Being conscious of the climate crisis and the precipice on which we’re collectively standing, and with the relative privilege of my class, education, racial background and the support I’ve so far been able to access (including a grant for poets in hardship), I’ve been able to adjust, and even welcome this halt. Ten years ago I wrote a poem that envisioned the breathing space which all beings, including future generations, required. It arose out of sitting in meditation for Earth Hour. 
For Earth Hour
Sitting quietly as if no one were at home,
in candlelight our faces morph, shadows fly,
we breathe in the silence and our pulses slow,
unplug, disengaging from the charge that throws
the box, the red-eyed Cyclops off stand-by.
You and I are quiet, as if we were alone –
no phone, no gadgets, no kinetic motion
humming, whirring all the time –
and breathe in the silence till our pulses slow
the treadmill, at a standstill the revolving doors
so nothing moves, shut down all production lines.
We sit quietly, the ending unknown,
while across the land steely rows of scaffolds
no longer hold the buzz that plies our wires;
breathing in the silence our pulses slow,
the lights go out across the globe
as all the Earth respires.
We wait quietly, now very much at home;
breathing in the silence, our faces glow.
With reports already indicating how some other-than-human beings are benefiting from reduced pollution and decreased human activity , this planet-wide breathing space is – as many commentators are suggesting – also a chance for some of us to reassess how we orientate our lives. The pandemic, as deep ecologist Dr. Stephan Harding explains, has come about as a result of our ‘‘‘over-connectedness”… We depend too much on food and products from far away. We travel far too much in vast numbers and go to places that are far too distant. We are seeing right now how in an over-connected web a localised disturbance such as the appearance of a fatal virus can spread and amplify very quickly throughout the system, reducing its resilience and making it more likely to collapse.’  Other scientists cite the emergence of the virus as an aspect of global ecological breakdown, with humans increasingly encroaching into wildlife habitats , and this ‘zoonotic’ virus believed to have transferred into the human food-chain through the consumption of ‘bushmeat’.  As well as making us think more carefully about what ‘food’ we consume, this virus is offering us the opportunity to consider the systems into which our lives are woven – the ecosystems we inhabit, and the human systems now destabilising them through globalised industrial activity based on an economic system pursuing infinite growth within a planet of finite resources, where we should instead be focussing on the renewable elements of water, wind, sun and soil.
Infinite possibilities do nevertheless exist in the realm of consciousness – and working together humans have an extraordinary capacity to design alternative ways of living, which are more in harmony with the Earth. Diverse human cultures around the world have already been living this way for millennia, and here in the West we’ve much to learn from indigenous peoples who have survived colonisation and genocide, and yet retain traditional knowledge of how to live with respect for the sacredness of all Life. For those of us enmeshed in the systems of Western society, it can seem hard to see a way out. We’re so conditioned by notions of business as usual, programmed to believe that we require economic growth in order for our societies to flourish. And with air esoterically linked to the realm of the mind and ideas, it seems no accident that this plague also strikes us at a time when the term ‘post-truth era’ was gaining currency, when we were floundering around in oceans of information and disinformation, trying to distinguish ‘fake news’ from truth.
This is why it’s essential that we allow ourselves to orientate our thoughts and actions by the compass of love. Together in our separation, and experiencing this plague in vastly different ways, we’ve been witnessing numerous acts of loving kindness.

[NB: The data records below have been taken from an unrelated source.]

//! Web search capability
//!
//! Every backend implements [`WebSearch`], which never fails: transport or
//! decoding problems are logged and reported as an empty result list, the
//! same answer as "nothing found".

use crate::types::{AppError, Result, SearchResult};
use crate::utils::toml_config::{SearchBackend, SearchConfig};
use async_trait::async_trait;
use serde::Deserialize;
use serde_json::json;
use std::sync::Arc;
use std::time::Duration;
use tracing::{debug, warn};

/// Search capability used by the research pipeline.
#[cfg_attr(test, mockall::automock)]
#[async_trait]
pub trait WebSearch: Send + Sync {
    /// Return at most `max_results` hits, in backend ranking order
    async fn search(&self, query: &str, max_results: usize) -> Vec<SearchResult>;

    /// Short backend name for logs and health output
    fn name(&self) -> &str;
}

// ============= Tavily =============

#[derive(Debug, Deserialize)]
struct TavilyResponse {
    #[serde(default)]
    results: Vec<TavilyHit>,
}

#[derive(Debug, Deserialize)]
struct TavilyHit {
    #[serde(default)]
    title: Option<String>,
    #[serde(default)]
    content: Option<String>,
    #[serde(default)]
    url: Option<String>,
}

/// Tavily search API client
pub struct TavilySearch {
    http: reqwest::Client,
    api_key: String,
    base_url: String,
}

impl TavilySearch {
    pub fn new(api_key: String, base_url: String, timeout: Duration) -> Result<Self> {
        let http = reqwest::Client::builder()
            .timeout(timeout)
            .build()
            .map_err(|e| AppError::Internal(format!("Failed to build HTTP client: {}", e)))?;

        Ok(Self {
            http,
            api_key,
            base_url: base_url.trim_end_matches('/').to_string(),
        })
    }

    async fn try_search(&self, query: &str, max_results: usize) -> Result<Vec<SearchResult>> {
        let body = json!({
            "api_key": self.api_key,
            "query": query,
            "max_results": max_results,
            "search_depth": "basic",
            "include_answer": false,
            "include_raw_content": false
        });

        let response = self
            .http
            .post(format!("{}/search", self.base_url))
            .bearer_auth(&self.api_key)
            .json(&body)
            .send()
            .await
            .map_err(|e| AppError::Search(format!("Tavily request failed: {}", e)))?;

        if !response.status().is_success() {
            let status = response.status();
            let text = response.text().await.unwrap_or_default();
            return Err(AppError::Search(format!(
                "Tavily returned status {}: {}",
                status, text
            )));
        }

        let payload: TavilyResponse = response
            .json()
            .await
            .map_err(|e| AppError::Search(format!("Invalid Tavily response: {}", e)))?;

        Ok(payload
            .results
            .into_iter()
            .take(max_results)
            .map(|hit| SearchResult {
                title: hit.title.unwrap_or_else(|| "Untitled".to_string()),
                content: hit.content.unwrap_or_default(),
                url: hit.url.unwrap_or_default(),
            })
            .collect())
    }
}

#[async_trait]
impl WebSearch for TavilySearch {
    async fn search(&self, query: &str, max_results: usize) -> Vec<SearchResult> {
        match self.try_search(query, max_results).await {
            Ok(results) => {
                debug!(query, count = results.len(), "Tavily search completed");
                results
            }
            Err(e) => {
                warn!("Search error: {}", e);
                Vec::new()
            }
        }
    }

    fn name(&self) -> &str {
        "tavily"
    }
}

// ============= DuckDuckGo =============

/// Keyless web search powered by daedra (DuckDuckGo backend)
pub struct DuckDuckGoSearch {
    timeout: Duration,
}

impl DuckDuckGoSearch {
    pub fn new(timeout: Duration) -> Self {
        Self { timeout }
    }

    async fn try_search(&self, query: &str, max_results: usize) -> Result<Vec<SearchResult>> {
        let search_args = daedra::SearchArgs {
            query: query.to_string(),
            options: Some(daedra::SearchOptions {
                num_results: max_results,
                ..Default::default()
            }),
        };

        let response = tokio::time::timeout(
            self.timeout,
            daedra::tools::search::perform_search(&search_args),
        )
        .await
        .map_err(|_| AppError::Timeout(self.timeout.as_secs(), "duckduckgo search".to_string()))?
        .map_err(|e| AppError::Search(format!("Search failed: {}", e)))?;

        Ok(response
            .data
            .iter()
            .take(max_results)
            .map(|r| SearchResult {
                title: r.title.clone(),
                content: r.description.clone(),
                url: r.url.clone(),
            })
            .collect())
    }
}

#[async_trait]
impl WebSearch for DuckDuckGoSearch {
    async fn search(&self, query: &str, max_results: usize) -> Vec<SearchResult> {
        match self.try_search(query, max_results).await {
            Ok(results) => results,
            Err(e) => {
                warn!("Search error: {}", e);
                Vec::new()
            }
        }
    }

    fn name(&self) -> &str {
        "duckduckgo"
    }
}

// ============= Disabled =============

/// Search backend used when no search provider is configured
pub struct DisabledSearch;

#[async_trait]
impl WebSearch for DisabledSearch {
    async fn search(&self, _query: &str, _max_results: usize) -> Vec<SearchResult> {
        Vec::new()
    }

    fn name(&self) -> &str {
        "disabled"
    }
}

/// Build the configured search backend.
///
/// Tavily without a resolvable key degrades to [`DisabledSearch`].
pub fn search_from_config(config: &SearchConfig) -> Result<Arc<dyn WebSearch>> {
    match config.backend {
        SearchBackend::Tavily => match std::env::var(&config.api_key_env)
            .ok()
            .filter(|k| !k.trim().is_empty())
        {
            Some(api_key) => Ok(Arc::new(TavilySearch::new(
                api_key,
                config.base_url.clone(),
                config.timeout(),
            )?)),
            None => {
                warn!(
                    "{} is not set; web search is disabled and every provider will report no results",
                    config.api_key_env
                );
                Ok(Arc::new(DisabledSearch))
            }
        },
        SearchBackend::DuckDuckGo => Ok(Arc::new(DuckDuckGoSearch::new(config.timeout()))),
        SearchBackend::Disabled => Ok(Arc::new(DisabledSearch)),
    }
}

The rapid establishment of community networks based on mutual aid. An old telephone box becoming a repository of free food in Highland Scotland. People setting up sewing-bees to manufacture masks for nurses and doctors. Local councils offering emergency accommodation for homeless people. Herbalists making immune-supporting tonics and remedies for free distribution to refugees. There are countless examples of kindness spreading worldwide. However, this is only the beginning of what we must do and continue beyond the pandemic.
‘Don’t go back to sleep,’ Rumi tells us, reminding us that collectively we’ve been sleep-walking into this crisis, addicted to hedonism and materialism, to booze and box-sets, video-games and porn, always looking toward the next opportunity to jet off for another short break in the sun. Through these and numerous other addictive behaviours, we’ve generally anaesthetised ourselves to feeling the pain of our suffering planet, or to feeling compassion for those who manufacture our cheap trinkets in faraway places. Amidst this current pandemic, numerous other public health epidemics, while not directly contagious, nevertheless co-exist on an often vaster scale, including the ‘opioid epidemics’ widely reported in the US, UK and Australia until news of Covid-19 eclipsed everything. A review by Public Health England in 2019 found that almost 12 million adults are prescribed sedatives, anti-depressants and opioid pain medications on which they may become dependent. And in December 2019 The Irish Examiner reported Health Minister Simon Harris describing addiction as ‘a public health epidemic’ in Ireland.
In 1966 American movie-theatres screened ‘The Endless Summer’, featuring two surfers chasing summer around the world, and this film has been credited with having contributed to the growth of surf culture and the travel industry. The characters’ motivation for leaving their native California in search of better weather is that cold ocean currents make local beaches inhospitable during Winter; and while I believe surfing to be a wonderful sport, for me the film illustrates how tragically we’ve come to reject our world of different seasons, with their rhythms of growth, abundance and decay. We fear decay, just as much as we fear death, darkness and ageing, and this is why we’ve made such a cult of youth – a feature of this culture glorifying growth. Yet infinite growth is cancer’s metastasis – and this is reflected in the spike in rates of cancer and other chronic disease in Westernised societies, attributable in large part to our unhealthy diets and the pollution of the ecosystems we inhabit. 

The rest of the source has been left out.